| TASK STATEMENT |
Quote all of the entries word for word.

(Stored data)
==================================================
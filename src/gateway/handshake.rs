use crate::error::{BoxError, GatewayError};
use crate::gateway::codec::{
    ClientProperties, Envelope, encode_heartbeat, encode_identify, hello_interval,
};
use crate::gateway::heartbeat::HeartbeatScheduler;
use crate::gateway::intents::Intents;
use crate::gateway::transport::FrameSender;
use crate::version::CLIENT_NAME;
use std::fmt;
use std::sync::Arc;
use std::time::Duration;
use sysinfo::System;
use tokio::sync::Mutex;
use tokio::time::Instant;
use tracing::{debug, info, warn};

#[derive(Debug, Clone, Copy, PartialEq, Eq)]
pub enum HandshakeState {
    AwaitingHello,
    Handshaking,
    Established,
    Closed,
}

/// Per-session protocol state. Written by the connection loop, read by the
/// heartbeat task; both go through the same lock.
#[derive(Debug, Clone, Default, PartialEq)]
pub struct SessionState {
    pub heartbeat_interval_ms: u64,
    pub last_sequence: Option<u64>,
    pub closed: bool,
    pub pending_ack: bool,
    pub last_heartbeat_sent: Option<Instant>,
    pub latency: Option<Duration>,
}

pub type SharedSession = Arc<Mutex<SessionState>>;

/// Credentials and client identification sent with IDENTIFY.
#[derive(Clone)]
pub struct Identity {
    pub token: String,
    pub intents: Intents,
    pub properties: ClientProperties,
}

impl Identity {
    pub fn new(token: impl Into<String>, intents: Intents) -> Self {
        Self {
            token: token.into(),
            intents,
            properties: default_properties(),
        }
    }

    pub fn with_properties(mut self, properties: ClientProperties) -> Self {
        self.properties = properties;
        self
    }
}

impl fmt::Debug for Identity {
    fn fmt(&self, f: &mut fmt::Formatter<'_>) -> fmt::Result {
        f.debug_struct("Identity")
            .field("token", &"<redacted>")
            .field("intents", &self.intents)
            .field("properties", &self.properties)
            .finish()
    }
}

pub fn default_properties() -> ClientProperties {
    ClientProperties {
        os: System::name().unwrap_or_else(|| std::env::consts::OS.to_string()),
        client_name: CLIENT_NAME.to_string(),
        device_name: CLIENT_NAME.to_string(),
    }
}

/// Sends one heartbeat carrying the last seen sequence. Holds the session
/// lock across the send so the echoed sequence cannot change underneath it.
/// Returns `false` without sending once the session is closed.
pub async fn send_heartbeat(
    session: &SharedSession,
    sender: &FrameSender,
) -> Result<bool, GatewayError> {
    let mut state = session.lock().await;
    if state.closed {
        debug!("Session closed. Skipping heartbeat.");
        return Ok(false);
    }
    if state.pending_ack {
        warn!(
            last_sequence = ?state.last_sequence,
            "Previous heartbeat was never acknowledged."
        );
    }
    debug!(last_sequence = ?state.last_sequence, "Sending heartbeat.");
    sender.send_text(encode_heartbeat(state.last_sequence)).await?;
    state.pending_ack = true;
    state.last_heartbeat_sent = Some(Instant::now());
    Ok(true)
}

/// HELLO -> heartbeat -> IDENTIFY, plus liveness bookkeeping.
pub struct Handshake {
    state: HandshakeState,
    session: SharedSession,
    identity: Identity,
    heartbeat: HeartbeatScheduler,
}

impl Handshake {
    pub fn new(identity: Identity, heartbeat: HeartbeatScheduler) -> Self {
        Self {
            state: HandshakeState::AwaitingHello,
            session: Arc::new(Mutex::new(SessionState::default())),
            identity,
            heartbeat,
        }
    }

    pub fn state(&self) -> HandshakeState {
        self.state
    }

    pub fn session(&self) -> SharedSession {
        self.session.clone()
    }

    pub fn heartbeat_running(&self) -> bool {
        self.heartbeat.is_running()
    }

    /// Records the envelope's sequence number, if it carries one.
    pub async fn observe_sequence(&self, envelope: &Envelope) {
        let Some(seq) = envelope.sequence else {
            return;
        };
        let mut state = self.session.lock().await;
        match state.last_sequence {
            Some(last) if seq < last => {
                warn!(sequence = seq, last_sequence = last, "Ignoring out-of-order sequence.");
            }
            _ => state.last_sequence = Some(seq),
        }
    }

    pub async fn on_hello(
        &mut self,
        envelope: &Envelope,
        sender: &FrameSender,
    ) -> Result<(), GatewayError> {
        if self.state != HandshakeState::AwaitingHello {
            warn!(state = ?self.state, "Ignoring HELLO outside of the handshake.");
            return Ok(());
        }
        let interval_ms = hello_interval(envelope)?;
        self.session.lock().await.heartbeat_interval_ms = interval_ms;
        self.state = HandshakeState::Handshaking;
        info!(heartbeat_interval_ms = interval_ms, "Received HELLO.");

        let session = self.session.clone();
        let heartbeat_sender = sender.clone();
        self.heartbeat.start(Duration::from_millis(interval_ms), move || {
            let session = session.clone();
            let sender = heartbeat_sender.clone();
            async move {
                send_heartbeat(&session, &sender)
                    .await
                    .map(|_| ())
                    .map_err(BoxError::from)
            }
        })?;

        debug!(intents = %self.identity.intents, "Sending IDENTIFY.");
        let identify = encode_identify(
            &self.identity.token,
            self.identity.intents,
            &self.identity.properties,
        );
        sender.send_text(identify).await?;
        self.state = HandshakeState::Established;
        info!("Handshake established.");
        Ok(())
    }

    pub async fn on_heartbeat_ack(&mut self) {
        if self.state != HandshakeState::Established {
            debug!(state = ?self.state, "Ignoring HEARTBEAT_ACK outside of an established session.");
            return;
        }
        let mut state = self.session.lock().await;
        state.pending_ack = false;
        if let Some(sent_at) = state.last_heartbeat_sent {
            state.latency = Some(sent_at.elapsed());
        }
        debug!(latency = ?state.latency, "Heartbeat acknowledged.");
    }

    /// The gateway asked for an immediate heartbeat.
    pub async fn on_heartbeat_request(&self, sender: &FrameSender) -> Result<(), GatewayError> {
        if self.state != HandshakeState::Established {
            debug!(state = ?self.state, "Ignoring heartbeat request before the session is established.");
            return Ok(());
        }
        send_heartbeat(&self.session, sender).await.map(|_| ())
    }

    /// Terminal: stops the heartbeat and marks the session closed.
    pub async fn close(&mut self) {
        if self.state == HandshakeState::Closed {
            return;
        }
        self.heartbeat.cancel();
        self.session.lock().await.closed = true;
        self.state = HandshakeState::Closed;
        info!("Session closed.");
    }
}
==================================================
| SOLUTION BELOW |
filename src/gateway/handshake.rs
use crate::error::{BoxError, GatewayError};
use crate::gateway::codec::{
    ClientProperties, Envelope, encode_heartbeat, encode_identify, hello_interval,
};
use crate::gateway::heartbeat::HeartbeatScheduler;
use crate::gateway::intents::Intents;
use crate::gateway::transport::FrameSender;
use crate::version::CLIENT_NAME;
use std::fmt;
use std::sync::Arc;
use std::time::Duration;
use sysinfo::System;
use tokio::sync::Mutex;
use tokio::time::Instant;
use tracing::{debug, info, warn};

#[derive(Debug, Clone, Copy, PartialEq, Eq)]
pub enum HandshakeState {
    AwaitingHello,
    Handshaking,
    Established,
    Closed,
}

/// Per-session protocol state. Written by the connection loop, read by the
/// heartbeat task; both go through the same lock.
#[derive(Debug, Clone, Default, PartialEq)]
pub struct SessionState {
    pub heartbeat_interval_ms: u64,
    pub last_sequence: Option<u64>,
    pub closed: bool,
    pub pending_ack: bool,
    pub last_heartbeat_sent: Option<Instant>,
    pub latency: Option<Duration>,
}

pub type SharedSession = Arc<Mutex<SessionState>>;

/// Credentials and client identification sent with IDENTIFY.
#[derive(Clone)]
pub struct Identity {
    pub token: String,
    pub intents: Intents,
    pub properties: ClientProperties,
}

impl Identity {
    pub fn new(token: impl Into<String>, intents: Intents) -> Self {
        Self {
            token: token.into(),
            intents,
            properties: default_properties(),
        }
    }

    pub fn with_properties(mut self, properties: ClientProperties) -> Self {
        self.properties = properties;
        self
    }
}

impl fmt::Debug for Identity {
    fn fmt(&self, f: &mut fmt::Formatter<'_>) -> fmt::Result {
        f.debug_struct("Identity")
            .field("token", &"<redacted>")
            .field("intents", &self.intents)
            .field("properties", &self.properties)
            .finish()
    }
}

pub fn default_properties() -> ClientProperties {
    ClientProperties {
        os: System::name().unwrap_or_else(|| std::env::consts::OS.to_string()),
        client_name: CLIENT_NAME.to_string(),
        device_name: CLIENT_NAME.to_string(),
    }
}

/// Sends one heartbeat carrying the last seen sequence. Holds the session
/// lock across the send so the echoed sequence cannot change underneath it.
/// Returns `false` without sending once the session is closed.
pub async fn send_heartbeat(
    session: &SharedSession,
    sender: &FrameSender,
) -> Result<bool, GatewayError> {
    let mut state = session.lock().await;
    if state.closed {
        debug!("Session closed. Skipping heartbeat.");
        return Ok(false);
    }
    if state.pending_ack {
        warn!(
            last_sequence = ?state.last_sequence,
            "Previous heartbeat was never acknowledged."
        );
    }
    debug!(last_sequence = ?state.last_sequence, "Sending heartbeat.");
    sender.send_text(encode_heartbeat(state.last_sequence)).await?;
    state.pending_ack = true;
    state.last_heartbeat_sent = Some(Instant::now());
    Ok(true)
}

/// HELLO -> heartbeat -> IDENTIFY, plus liveness bookkeeping.
pub struct Handshake {
    state: HandshakeState,
    session: SharedSession,
    identity: Identity,
    heartbeat: HeartbeatScheduler,
}

impl Handshake {
    pub fn new(identity: Identity, heartbeat: HeartbeatScheduler) -> Self {
        Self {
            state: HandshakeState::AwaitingHello,
            session: Arc::new(Mutex::new(SessionState::default())),
            identity,
            heartbeat,
        }
    }

    pub fn state(&self) -> HandshakeState {
        self.state
    }

    pub fn session(&self) -> SharedSession {
        self.session.clone()
    }

    pub fn heartbeat_running(&self) -> bool {
        self.heartbeat.is_running()
    }

    /// Records the envelope's sequence number, if it carries one.
    pub async fn observe_sequence(&self, envelope: &Envelope) {
        let Some(seq) = envelope.sequence else {
            return;
        };
        let mut state = self.session.lock().await;
        match state.last_sequence {
            Some(last) if seq < last => {
                warn!(sequence = seq, last_sequence = last, "Ignoring out-of-order sequence.");
            }
            _ => state.last_sequence = Some(seq),
        }
    }

    pub async fn on_hello(
        &mut self,
        envelope: &Envelope,
        sender: &FrameSender,
    ) -> Result<(), GatewayError> {
        if self.state != HandshakeState::AwaitingHello {
            warn!(state = ?self.state, "Ignoring HELLO outside of the handshake.");
            return Ok(());
        }
        let interval_ms = hello_interval(envelope)?;
        self.session.lock().await.heartbeat_interval_ms = interval_ms;
        self.state = HandshakeState::Handshaking;
        info!(heartbeat_interval_ms = interval_ms, "Received HELLO.");

        let session = self.session.clone();
        let heartbeat_sender = sender.clone();
        self.heartbeat.start(Duration::from_millis(interval_ms), move || {
            let session = session.clone();
            let sender = heartbeat_sender.clone();
            async move {
                send_heartbeat(&session, &sender)
                    .await
                    .map(|_| ())
                    .map_err(BoxError::from)
            }
        })?;

        debug!(intents = %self.identity.intents, "Sending IDENTIFY.");
        let identify = encode_identify(
            &self.identity.token,
            self.identity.intents,
            &self.identity.properties,
        );
        sender.send_text(identify).await?;
        self.state = HandshakeState::Established;
        info!("Handshake established.");
        Ok(())
    }

    pub async fn on_heartbeat_ack(&mut self) {
        if self.state != HandshakeState::Established {
            debug!(state = ?self.state, "Ignoring HEARTBEAT_ACK outside of an established session.");
            return;
        }
        let mut state = self.session.lock().await;
        state.pending_ack = false;
        if let Some(sent_at) = state.last_heartbeat_sent {
            state.latency = Some(sent_at.elapsed());
        }
        debug!(latency = ?state.latency, "Heartbeat acknowledged.");
    }

    /// The gateway asked for an immediate heartbeat.
    pub async fn on_heartbeat_request(&self, sender: &FrameSender) -> Result<(), GatewayError> {
        if self.state != HandshakeState::Established {
            debug!(state = ?self.state, "Ignoring heartbeat request before the session is established.");
            return Ok(());
        }
        send_heartbeat(&self.session, sender).await.map(|_| ())
    }

    /// Terminal: stops the heartbeat and marks the session closed.
    pub async fn close(&mut self) {
        if self.state == HandshakeState::Closed {
            return;
        }
        self.heartbeat.cancel();
        self.session.lock().await.closed = true;
        self.state = HandshakeState::Closed;
        info!("Session closed.");
    }
}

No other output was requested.